Sun Sentinel / March 26, 2015

The 3-year-old boy was covered in bruises from head to toe; his pancreas was broken into three pieces. His body was stuffed into garbage bags tucked inside a box in a laundry room.

Wednesday, police announced that his stepmother and father had been arrested in connection with his death.

The body of Ahziya Drew Osceola was found in the family's residence in the 5400 block of Johnson Street.

His stepmother, Analiz Rodezno Osceola, 24, was charged Wednesday with aggravated manslaughter; child neglect and providing false information to law enforcement.

Her husband of 10 months, Nelson Drew Osceola, 24, who is the child's father, was charged with child neglect.

Nelson Osceola was freed on a $50,000 bond from Broward County's main jail Thursday morning.

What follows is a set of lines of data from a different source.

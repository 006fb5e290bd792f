//! [`RadioAdapter`] implementation on top of btleplug.

use async_trait::async_trait;
use btleplug::api::{
    Central, CentralEvent, CentralState, Manager as _, Peripheral as _, ScanFilter,
};
use btleplug::platform::{Adapter, Manager, Peripheral, PeripheralId};
use bytes::Bytes;
use futures::stream::{BoxStream, StreamExt};
use std::sync::Arc;
use tracing::{debug, info, trace};
use uuid::Uuid;

use crate::ble::adapter::{
    NotificationStream, PowerState, RadioAdapter, RadioDevice, ScanStream,
};
use crate::ble::uuids::service_uuids;
use crate::data::DeviceRecord;
use crate::error::{Error, Result};

/// Platform radio backed by the first btleplug adapter.
#[derive(Clone)]
pub struct BtleplugAdapter {
    adapter: Adapter,
}

impl BtleplugAdapter {
    /// Open the first Bluetooth adapter on this system.
    ///
    /// # Errors
    ///
    /// Returns an error if Bluetooth is not available.
    pub async fn new() -> Result<Self> {
        let manager = Manager::new()
            .await
            .map_err(|_e| Error::BluetoothUnavailable)?;

        let adapters = manager.adapters().await.map_err(Error::Bluetooth)?;

        let adapter = adapters
            .into_iter()
            .next()
            .ok_or(Error::BluetoothUnavailable)?;

        info!(
            "Using Bluetooth adapter: {:?}",
            adapter.adapter_info().await.ok()
        );

        Ok(Self { adapter })
    }

    /// Wrap a specific btleplug adapter.
    pub fn with_adapter(adapter: Adapter) -> Self {
        Self { adapter }
    }

    /// Get the underlying adapter.
    pub fn adapter(&self) -> &Adapter {
        &self.adapter
    }

    /// Build a record for a peripheral the adapter reported.
    ///
    /// Returns `Ok(None)` when the peripheral has no properties yet or does
    /// not advertise any of the filtered services.
    async fn record_for(
        adapter: &Adapter,
        id: &PeripheralId,
        filter: &[Uuid],
    ) -> Result<Option<DeviceRecord>> {
        let peripheral = adapter.peripheral(id).await.map_err(Error::Bluetooth)?;

        let properties = match peripheral.properties().await.map_err(Error::Bluetooth)? {
            Some(p) => p,
            None => return Ok(None),
        };

        // Some platforms ignore the scan filter, so apply it here as well.
        if !filter.is_empty() && !properties.services.iter().any(|s| filter.contains(s)) {
            trace!("Ignoring {}: no supported service advertised", id);
            return Ok(None);
        }

        let mut record = DeviceRecord::new(id.to_string()).with_services(properties.services);
        record.name = properties.local_name;
        record.rssi = properties.rssi;

        Ok(Some(record))
    }
}

fn power_state_from(state: CentralState) -> PowerState {
    match state {
        CentralState::PoweredOn => PowerState::PoweredOn,
        CentralState::PoweredOff => PowerState::PoweredOff,
        _ => PowerState::Unknown,
    }
}

#[async_trait]
impl RadioAdapter for BtleplugAdapter {
    async fn power_state(&self) -> Result<PowerState> {
        let state = self.adapter.adapter_state().await.map_err(Error::Bluetooth)?;
        Ok(power_state_from(state))
    }

    async fn power_state_changes(&self) -> Result<BoxStream<'static, PowerState>> {
        let events = self.adapter.events().await.map_err(Error::Bluetooth)?;

        Ok(events
            .filter_map(|event| async move {
                match event {
                    CentralEvent::StateUpdate(state) => Some(power_state_from(state)),
                    _ => None,
                }
            })
            .boxed())
    }

    async fn start_scan(&self, services: &[Uuid]) -> Result<ScanStream> {
        // Subscribe before starting so the first advertisements are not missed.
        let events = self.adapter.events().await.map_err(Error::Bluetooth)?;

        self.adapter
            .start_scan(ScanFilter {
                services: services.to_vec(),
            })
            .await
            .map_err(Error::Bluetooth)?;

        debug!("Started BLE scan for {} services", services.len());

        let adapter = self.adapter.clone();
        let filter: Arc<[Uuid]> = services.into();

        Ok(events
            .filter_map(move |event| {
                let adapter = adapter.clone();
                let filter = filter.clone();
                async move {
                    let id = match event {
                        CentralEvent::DeviceDiscovered(id)
                        | CentralEvent::DeviceUpdated(id)
                        | CentralEvent::ServicesAdvertisement { id, .. } => id,
                        _ => return None,
                    };

                    match BtleplugAdapter::record_for(&adapter, &id, &filter).await {
                        Ok(Some(record)) => Some(Ok(record)),
                        Ok(None) => None,
                        Err(e) => Some(Err(e)),
                    }
                }
            })
            .boxed())
    }

    async fn stop_scan(&self) -> Result<()> {
        self.adapter.stop_scan().await.map_err(Error::Bluetooth)
    }

    async fn device(&self, identifier: &str) -> Result<Arc<dyn RadioDevice>> {
        let peripherals = self.adapter.peripherals().await.map_err(Error::Bluetooth)?;

        let peripheral = peripherals
            .into_iter()
            .find(|p| p.id().to_string() == identifier)
            .ok_or_else(|| Error::DeviceNotFound {
                identifier: identifier.to_string(),
            })?;

        Ok(Arc::new(BtleplugDevice {
            adapter: self.adapter.clone(),
            peripheral,
        }))
    }
}

/// A btleplug peripheral exposed as a [`RadioDevice`].
#[derive(Clone)]
pub struct BtleplugDevice {
    adapter: Adapter,
    peripheral: Peripheral,
}

impl BtleplugDevice {
    /// Get the underlying peripheral.
    pub fn peripheral(&self) -> &Peripheral {
        &self.peripheral
    }
}

#[async_trait]
impl RadioDevice for BtleplugDevice {
    fn identifier(&self) -> String {
        self.peripheral.id().to_string()
    }

    async fn connect(&self) -> Result<()> {
        self.peripheral.connect().await.map_err(Error::Bluetooth)
    }

    async fn cancel_connection(&self) -> Result<()> {
        self.peripheral.disconnect().await.map_err(Error::Bluetooth)
    }

    async fn is_connected(&self) -> Result<bool> {
        self.peripheral.is_connected().await.map_err(Error::Bluetooth)
    }

    async fn discover_all_services_and_characteristics(&self) -> Result<()> {
        self.peripheral
            .discover_services()
            .await
            .map_err(Error::Bluetooth)
    }

    async fn services(&self) -> Result<Vec<Uuid>> {
        Ok(service_uuids(self.peripheral.services().iter()))
    }

    async fn characteristics_for_service(&self, service: Uuid) -> Result<Vec<Uuid>> {
        let services = self.peripheral.services();
        let found = services
            .iter()
            .find(|s| s.uuid == service)
            .ok_or_else(|| Error::ServiceNotFound {
                uuid: service.to_string(),
            })?;

        Ok(found.characteristics.iter().map(|c| c.uuid).collect())
    }

    async fn monitor_characteristic(
        &self,
        service: Uuid,
        characteristic: Uuid,
    ) -> Result<NotificationStream> {
        let target = self
            .peripheral
            .characteristics()
            .into_iter()
            .find(|c| c.uuid == characteristic && c.service_uuid == service)
            .ok_or_else(|| Error::CharacteristicNotFound {
                uuid: characteristic.to_string(),
            })?;

        // Open the stream first so the first notification after subscribing lands in it.
        let notifications = self
            .peripheral
            .notifications()
            .await
            .map_err(Error::Bluetooth)?;

        self.peripheral
            .subscribe(&target)
            .await
            .map_err(Error::Bluetooth)?;

        debug!("Subscribed to notifications from {}", characteristic);

        Ok(notifications
            .filter_map(move |notification| async move {
                if notification.uuid != characteristic {
                    return None;
                }
                if notification.value.is_empty() {
                    Some(Ok(None))
                } else {
                    Some(Ok(Some(Bytes::from(notification.value))))
                }
            })
            .boxed())
    }

    async fn disconnections(&self) -> Result<BoxStream<'static, ()>> {
        let events = self.adapter.events().await.map_err(Error::Bluetooth)?;
        let id = self.peripheral.id();

        Ok(events
            .filter_map(move |event| {
                let id = id.clone();
                async move {
                    match event {
                        CentralEvent::DeviceDisconnected(disconnected) if disconnected == id => {
                            Some(())
                        }
                        _ => None,
                    }
                }
            })
            .boxed())
    }
}

#[cfg(test)]
mod tests {
    use super::*;

    #[test]
    fn test_power_state_mapping() {
        assert_eq!(
            power_state_from(CentralState::PoweredOn),
            PowerState::PoweredOn
        );
        assert_eq!(
            power_state_from(CentralState::PoweredOff),
            PowerState::PoweredOff
        );
        assert_eq!(power_state_from(CentralState::Unknown), PowerState::Unknown);
    }

    #[test]
    fn test_handles_are_clone() {
        fn assert_clone<T: Clone>() {}
        assert_clone::<BtleplugAdapter>();
        assert_clone::<BtleplugDevice>();
    }
}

His wife remained behind bars with a $230,000 bond after appearing in court.

"In his first three years of life, he endured what we believe to be a significant amount of pain," Hollywood Police Chief Frank Fernandez said. "No child should ever, ever endure this life, the life of little Ahziya."

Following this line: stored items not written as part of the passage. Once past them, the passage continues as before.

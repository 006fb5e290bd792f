//! Cancellation handle for background listeners.

use std::sync::atomic::{AtomicU64, Ordering};

static NEXT_ID: AtomicU64 = AtomicU64::new(0);

/// Handle to a running listener (notification forwarder, power-state
/// callback, ...).
///
/// The listener stops when the handle is cancelled or dropped. Keep the
/// handle alive for as long as events should be delivered.
pub struct Subscription {
    id: u64,
    cancel_fn: Option<Box<dyn FnOnce() + Send + Sync>>,
}

impl Subscription {
    /// Create a handle that runs `cancel_fn` once on cancel or drop.
    pub(crate) fn new(cancel_fn: impl FnOnce() + Send + Sync + 'static) -> Self {
        Self {
            id: NEXT_ID.fetch_add(1, Ordering::Relaxed),
            cancel_fn: Some(Box::new(cancel_fn)),
        }
    }

    /// Handle that stops a spawned task.
    pub(crate) fn for_task(handle: tokio::task::JoinHandle<()>) -> Self {
        Self::new(move || handle.abort())
    }

    /// Stop the listener.
    pub fn cancel(mut self) {
        if let Some(f) = self.cancel_fn.take() {
            f();
        }
    }

    /// Get the subscription ID.
    pub fn id(&self) -> u64 {
        self.id
    }
}

impl Drop for Subscription {
    fn drop(&mut self) {
        if let Some(f) = self.cancel_fn.take() {
            f();
        }
    }
}

impl std::fmt::Debug for Subscription {
    fn fmt(&self, f: &mut std::fmt::Formatter<'_>) -> std::fmt::Result {
        f.debug_struct("Subscription").field("id", &self.id).finish()
    }
}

The cause of the child's death, ruled a homicide, was from blunt impact abdominal trauma, according to the Broward Medical Examiner's Office.

His face and body were bruised; his pancreas was broken into three pieces. Enzymes from that organ were let loose and were breaking down internal organs, the medical examiner's office said.

The autopsy also found a spiral fracture of the child's left shin bone that was probably an old break. The medical examiner's office estimated Ahziya died late Wednesday night or Thursday morning.

During Ahziya's short life, there were four reports to the Florida Department of Children and Families hotline. Three described injuries and allegations of harm that prompted home visits, doctor exams, interviews with teachers and relatives, counseling and training for the parents. But physical abuse allegations were not substantiated.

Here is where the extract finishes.